Ok, quick rundown. In animals with muscular cheeks the cheek muscle (buccinators) is innervated by the buccal branch of the facial nerve (Cranial nerve VII).
The facial nerve takes a long and circuitous route from the brain to the face. It generally exits the braincase in most vertebrates near the base of the stapes.

Now here's where it gets technical- in animals with muscular cheeks the external branches of the facial nerve including the parts that move the cheeks and/or lips exit the interior of the face via the stylomastoid foramen. In mammals the stylomastoid foramen is located in the temporal bone, an arrangement that is common though not necessarily universal in other animals.

Now we know about how big a stylomastoid foramen needs to be to allow nerves for the facial muscles to exist, and we know that extant animals that lack muscular cheeks or lips have very small stylomastoid foramina or are sometimes missing it entirely.

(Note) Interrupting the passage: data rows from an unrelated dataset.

//! Unit tests for plugin selection.

use std::path::PathBuf;

use rstest::{fixture, rstest};

use super::*;
use crate::tests::{requirements, version};

fn plugin(name: &str, v: &str, protocol: u32, path: &str) -> InstalledPlugin {
    InstalledPlugin::new(name, version(v), protocol, PathBuf::from(path))
}

#[fixture]
fn inventory() -> PluginSet {
    PluginSet::new(vec![
        plugin("aws", "1.2.0", 4, "/plugins/aws-1.2.0"),
        plugin("aws", "1.0.0", 4, "/plugins/aws-1.0.0"),
        plugin("aws", "2.1.0", 4, "/plugins/aws-2.1.0"),
        plugin("aws", "1.9.0", 5, "/plugins/aws-1.9.0"),
        plugin("google", "2.3.0", 4, "/z/google"),
        plugin("google", "2.3.0", 4, "/a/google"),
    ])
}

#[rstest]
fn selects_highest_satisfying_version(inventory: PluginSet) {
    let chosen = choose(&requirements(&[("aws", ">=1.0,<2.0")]), &inventory, 4).expect("choose");
    let aws = chosen.get("aws").expect("aws chosen");
    assert_eq!(aws.version(), &version("1.2.0"));
}

#[rstest]
fn ignores_other_protocol_versions(inventory: PluginSet) {
    let chosen = choose(&requirements(&[("aws", "~> 1.5")]), &inventory, 4);
    assert!(matches!(chosen, Err(InitError::Unsatisfiable { .. })));
}

#[rstest]
fn equal_versions_resolve_to_smallest_path(inventory: PluginSet) {
    let chosen = choose(&requirements(&[("google", "")]), &inventory, 4).expect("choose");
    assert_eq!(
        chosen.get("google").expect("google chosen").path(),
        PathBuf::from("/a/google")
    );
}

#[rstest]
fn repeated_runs_are_identical(inventory: PluginSet) {
    let required = requirements(&[("aws", ""), ("google", ">= 2")]);
    let first = choose(&required, &inventory, 4).expect("first run");
    let second = choose(&required, &inventory, 4).expect("second run");
    assert_eq!(first, second);
}

#[rstest]
fn unsatisfiable_requirement_reports_constraints(inventory: PluginSet) {
    let err = choose(&requirements(&[("aws", ">= 3.0")]), &inventory, 4)
        .expect_err("should fail");
    match err {
        InitError::Unsatisfiable { name, constraints } => {
            assert_eq!(name, "aws");
            assert_eq!(constraints.to_string(), ">= 3.0.0");
        }
        other => panic!("unexpected error: {other:?}"),
    }
}

#[test]
fn missing_provider_is_never_dropped() {
    let err = choose(&requirements(&[("null", "")]), &PluginSet::default(), 4)
        .expect_err("should fail");
    assert!(err.to_string().contains("'null'"));
}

so we take this info and look for equivalent canals and foramina for facial nerves in extinct dinosaurs. Many scientists find them to be tiny or missing entirely. This is strong indication they didn't have muscular cheeks, lips, trunks, eyebrows, whatever. Now we know that dinosaurs did in fact have a facial nerve, because it serves several purposes in taste, hearing, and swallowing. But it doesn't appear they had advanced facial muscles like we have.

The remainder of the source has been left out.